In place of Lee, the state commission has recommended installing a likeness of Barbara Johns, who as a 16-year-old in 1951 protested poor conditions at her all-Black high school in the town of Farmville. Johns’s court case became part of the landmark Brown v. Board of Education decision by the U.S. Supreme Court that struck down racial segregation in public schools nationwide.
“I look forward to seeing a trailblazing young woman of color represent Virginia in the U.S. Capitol, where visitors will learn about Barbara Johns’ contributions to America and be empowered to create positive change in their communities just like she did,” Northam said Sunday night in a news release announcing the pending removal of Lee.
The General Assembly will vote during its session that begins Jan. 13 on whether to authorize the statue of Johns, who died in 1991 at 56. Northam included $500,000 for the effort in his proposed state budget.
Some of Virginia’s congressional delegation — including Reps. Jennifer Wexton and A. Donald McEachin, both Democrats — had called for the Lee statue’s removal from the Capitol last year.
“This is a historic and long-overdue moment for our Commonwealth,” Wexton and McEachin said in a joint statement Sunday night. “The Robert E. Lee statue honors a legacy of division, oppression, and racism — a dark period in the history of our Commonwealth and our country. There is no reason his statue should be one of the two representing Virginia in the U.S. Capitol.”
Wexton and Sen. Tim Kaine (D-Va.) attended the statue’s removal, which took place around 3 a.m.
The figure’s downfall caps a tough year for the bearded general in his home state. National protests over racial inequity, touched off in May by the killing of George Floyd by police in Minneapolis, led to a reckoning with Confederate symbols across the South but particularly in Richmond, the former capital of the Confederacy.
In June, Northam ordered the removal of a giant statue of Lee on state property on the city’s Monument Avenue. While that is tied up in court after a handful of residents filed suit against Northam’s action, the figure has been transformed into a powerful symbol of protest through colorful graffiti and daily acts of civil disobedience around it.
Meanwhile, the city’s mayor ordered the removal of almost all other Confederate monuments in Richmond. And over the summer, House Speaker Eileen Filler-Corn (D-Fairfax) had a life-size figure of Lee taken out of the Virginia Capitol. Lee’s name has also come down from schools and roads around the state, and even Washington and Lee University — where Lee is buried and served as president after the Civil War — is considering a name change.
In the nation’s capital, Lee had stood in the Crypt of the Capitol, where 13 statues commemorate the 13 original English colonies in North America. The figure will be relocated to the Virginia Museum of History and Culture in Richmond.

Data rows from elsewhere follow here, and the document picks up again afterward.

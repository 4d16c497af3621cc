//! Desktop integration
//!
//! - [`metadata`]: reading a bundle's `.desktop` descriptor
//! - [`launcher`]: writing the launcher entry for an installed bundle
//! - [`database`]: notifying the desktop menu of changes

pub mod database;
pub mod launcher;
pub mod metadata;

pub use metadata::BundleMetadata;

House Speaker Nancy Pelosi (D-Calif.) called the change “welcome news” and said in a statement, “There is no room for celebrating the bigotry of the Confederacy in the Capitol or any other place of honor in our country.”
Virginia Del. Jeion Ward (D-Hampton), who serves on the eight-member statue commission, agreed.
“As of this morning, Virginia will no longer honor the Confederacy in the halls of the United States Capitol,” she said. “When I think of Barbara Johns, I am reminded of how brave she was at such a young age. It’s time for us to start singing the songs of some of the Virginians who have done great things that have gone unnoticed. This is a proud moment for our Commonwealth, and I am humbled to have been a part of it.”